▸ TASK TO CARRY OUT
Reproduce the entries from their first line up to and including the line with "a tree, and". Leave out everything after it.

══════════════════════════════

//! Key/value attributes attached to columns and tables.
//!
//! Metadata carries hints consumed by layers outside the data model: which
//! column plays which visual role, how a column aggregates up a tree, and
//! whether a column should be skipped when saving. Keys are plain strings;
//! the [`keys`] module lists the well-known ones and the accessor methods on
//! [`Metadata`] wrap them.

use std::collections::HashMap;
use std::fmt;

use parking_lot::RwLock;

/// Well-known metadata keys.
pub mod keys {
    /// Prefix of the per-role flags, e.g. `VisualRole:label`.
    pub const VISUAL_ROLE_PREFIX: &str = "VisualRole:";
    /// Name of the aggregation used when rolling a column up a tree.
    pub const AGGREGATION_TYPE: &str = "AggregationType";
    /// Marks a column that readers/writers must not persist.
    pub const IO_TRANSIENT: &str = "IOTransient";
}

/// A metadata value.
#[derive(Debug, Clone, PartialEq)]
pub enum MetadataValue {
    /// Free-form text.
    Text(String),
    /// A flag.
    Bool(bool),
    /// An integer.
    Int(i64),
    /// A floating point number.
    Float(f64),
}

impl MetadataValue {
    /// Returns the text if this is a `Text` value.
    pub fn as_str(&self) -> Option<&str> {
        match self {
            Self::Text(text) => Some(text),
            _ => None,
        }
    }

    /// Returns the flag if this is a `Bool` value.
    pub fn as_bool(&self) -> Option<bool> {
        match self {
            Self::Bool(flag) => Some(*flag),
            _ => None,
        }
    }

    /// Returns the number if this is an `Int` value.
    pub fn as_int(&self) -> Option<i64> {
        match self {
            Self::Int(n) => Some(*n),
            _ => None,
        }
    }

    /// Returns the number if this is a `Float` or `Int` value.
    pub fn as_float(&self) -> Option<f64> {
        match self {
            Self::Float(x) => Some(*x),
            Self::Int(n) => Some(*n as f64),
            _ => None,
        }
    }
}

impl fmt::Display for MetadataValue {
    fn fmt(&self, f: &mut fmt::Formatter<'_>) -> fmt::Result {
        match self {
            Self::Text(text) => f.write_str(text),
            Self::Bool(flag) => write!(f, "{flag}"),
            Self::Int(n) => write!(f, "{n}"),
            Self::Float(x) => write!(f, "{x}"),
        }
    }
}

impl From<&str> for MetadataValue {
    fn from(value: &str) -> Self {
        Self::Text(value.to_string())
    }
}

impl From<String> for MetadataValue {
    fn from(value: String) -> Self {
        Self::Text(value)
    }
}

impl From<bool> for MetadataValue {
    fn from(value: bool) -> Self {
        Self::Bool(value)
    }
}

impl From<i64> for MetadataValue {
    fn from(value: i64) -> Self {
        Self::Int(value)
    }
}

impl From<f64> for MetadataValue {
    fn from(value: f64) -> Self {
        Self::Float(value)
    }
}

/// Visual roles a rendering layer may assign to a column.
#[derive(Debug, Clone, Copy, PartialEq, Eq, Hash)]
pub enum VisualRole {
    /// Text shown for each item.
    Label,
    /// Item size (area in a treemap, radius in a scatter plot).
    Size,
    /// Item color.
    Color,
    /// Horizontal position.
    X,
    /// Vertical position.
    Y,
    /// Sort key.
    Sort,
    /// Grouping key.
    Group,
}

impl VisualRole {
    /// Every role, in declaration order.
    pub const ALL: [VisualRole; 7] = [
        Self::Label,
        Self::Size,
        Self::Color,
        Self::X,
        Self::Y,
        Self::Sort,
        Self::Group,
    ];

    /// The role's name as used in metadata keys.
    pub fn name(self) -> &'static str {
        match self {
            Self::Label => "label",
            Self::Size => "size",
            Self::Color => "color",
            Self::X => "x",
            Self::Y => "y",
            Self::Sort => "sort",
            Self::Group => "group",
        }
    }

    /// The metadata key flagging this role.
    pub fn key(self) -> String {
        format!("{}{}", keys::VISUAL_ROLE_PREFIX, self.name())
    }

    /// Look a role up by name.
    pub fn from_name(name: &str) -> Option<Self> {
        Self::ALL.into_iter().find(|role| role.name() == name)
    }
}

/// A string-keyed attribute store.
///
/// Setting a key to `None` removes it; no key ever maps to an absent value.
#[derive(Default)]
pub struct Metadata {
    entries: RwLock<HashMap<String, MetadataValue>>,
}

impl Metadata {
    /// Create an empty store.
    pub fn new() -> Self {
        Self::default()
    }

    /// Look a key up.
    pub fn get(&self, key: &str) -> Option<MetadataValue> {
        self.entries.read().get(key).cloned()
    }

    /// Store a value, or remove the key when `value` is `None`.
    ///
    /// Returns the previous value.
    pub fn set(
        &self,
        key: impl Into<String>,
        value: Option<MetadataValue>,
    ) -> Option<MetadataValue> {
        let key = key.into();
        let mut entries = self.entries.write();
        match value {
            Some(value) => entries.insert(key, value),
            None => entries.remove(&key),
        }
    }

    /// Store a value.
    pub fn insert(
        &self,
        key: impl Into<String>,
        value: impl Into<MetadataValue>,
    ) -> Option<MetadataValue> {
        self.set(key, Some(value.into()))
    }

    /// Remove a key, returning its value.
    pub fn remove(&self, key: &str) -> Option<MetadataValue> {
        self.entries.write().remove(key)
    }

    /// Whether the key is present.
    pub fn contains(&self, key: &str) -> bool {
        self.entries.read().contains_key(key)
    }

    /// All keys, sorted.
    pub fn keys(&self) -> Vec<String> {
        let mut keys: Vec<String> = self.entries.read().keys().cloned().collect();
        keys.sort();
        keys
    }

    /// Number of entries.
    pub fn len(&self) -> usize {
        self.entries.read().len()
    }

    /// Whether the store is empty.
    pub fn is_empty(&self) -> bool {
        self.entries.read().is_empty()
    }

    /// Remove every entry.
    pub fn clear(&self) {
        self.entries.write().clear();
    }

    /// Flag or unflag a visual role.
    pub fn set_visual_role(&self, role: VisualRole, enabled: bool) {
        let value = enabled.then_some(MetadataValue::Bool(true));
        self.set(role.key(), value);
    }

    /// Whether a visual role is flagged.
    pub fn has_visual_role(&self, role: VisualRole) -> bool {
        self.get(&role.key())
            .and_then(|value| value.as_bool())
            .unwrap_or(false)
    }

    /// Every flagged visual role.
    pub fn visual_roles(&self) -> Vec<VisualRole> {
        VisualRole::ALL
            .into_iter()
            .filter(|role| self.has_visual_role(*role))
            .collect()
    }

    /// Mark the owner as transient for I/O.
    pub fn set_transient(&self, transient: bool) {
        let value = transient.then_some(MetadataValue::Bool(true));
        self.set(keys::IO_TRANSIENT, value);
    }

    /// Whether the owner is transient for I/O.
    pub fn is_transient(&self) -> bool {
        self.get(keys::IO_TRANSIENT)
            .and_then(|value| value.as_bool())
            .unwrap_or(false)
    }

    /// The configured aggregation name, if any.
    pub fn aggregation_type(&self) -> Option<String> {
        self.get(keys::AGGREGATION_TYPE)
            .and_then(|value| value.as_str().map(str::to_string))
    }

    /// Configure or clear the aggregation name.
    pub fn set_aggregation_type(&self, name: Option<&str>) {
        self.set(keys::AGGREGATION_TYPE, name.map(MetadataValue::from));
    }
}

impl fmt::Debug for Metadata {
    fn fmt(&self, f: &mut fmt::Formatter<'_>) -> fmt::Result {
        f.debug_map().entries(self.entries.read().iter()).finish()
    }
}

#[cfg(test)]
mod tests {
    use super::*;

    #[test]
    fn test_set_none_removes() {
        let metadata = Metadata::new();
        metadata.insert("unit", "cm");
        assert_eq!(metadata.get("unit"), Some(MetadataValue::Text("cm".into())));

        let previous = metadata.set("unit", None);
        assert_eq!(previous, Some(MetadataValue::from("cm")));
        assert!(!metadata.contains("unit"));
        assert!(metadata.is_empty());
    }

    #[test]
    fn test_visual_roles() {
        let metadata = Metadata::new();
        metadata.set_visual_role(VisualRole::Label, true);
        metadata.set_visual_role(VisualRole::Color, true);
        assert!(metadata.has_visual_role(VisualRole::Label));
        assert!(metadata.contains("VisualRole:label"));
        assert_eq!(metadata.visual_roles(), vec![VisualRole::Label, VisualRole::Color]);

        metadata.set_visual_role(VisualRole::Label, false);
        assert!(!metadata.contains("VisualRole:label"));
        assert_eq!(VisualRole::from_name("y"), Some(VisualRole::Y));
    }

    #[test]
    fn test_transient_and_aggregation() {
        let metadata = Metadata::new();
        assert!(!metadata.is_transient());
        metadata.set_transient(true);
        assert!(metadata.is_transient());
        metadata.set_transient(false);
        assert!(metadata.is_empty());

        metadata.set_aggregation_type(Some("sum"));
        assert_eq!(metadata.aggregation_type().as_deref(), Some("sum"));
        metadata.set_aggregation_type(None);
        assert_eq!(metadata.aggregation_type(), None);
    }

    #[test]
    fn test_value_accessors() {
        assert_eq!(MetadataValue::Int(3).as_float(), Some(3.0));
        assert_eq!(MetadataValue::Bool(true).as_str(), None);
        assert_eq!(MetadataValue::from(2.5).to_string(), "2.5");
        let metadata = Metadata::new();
        metadata.insert("b", 1i64);
        metadata.insert("a", true);
        assert_eq!(metadata.keys(), vec!["a".to_string(), "b".to_string()]);
    }
}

══════════════════════════════

▸ OUTPUT BELOW
//! Key/value attributes attached to columns and tables.
//!
//! Metadata carries hints consumed by layers outside the data model: which
//! column plays which visual role, how a column aggregates up a tree, and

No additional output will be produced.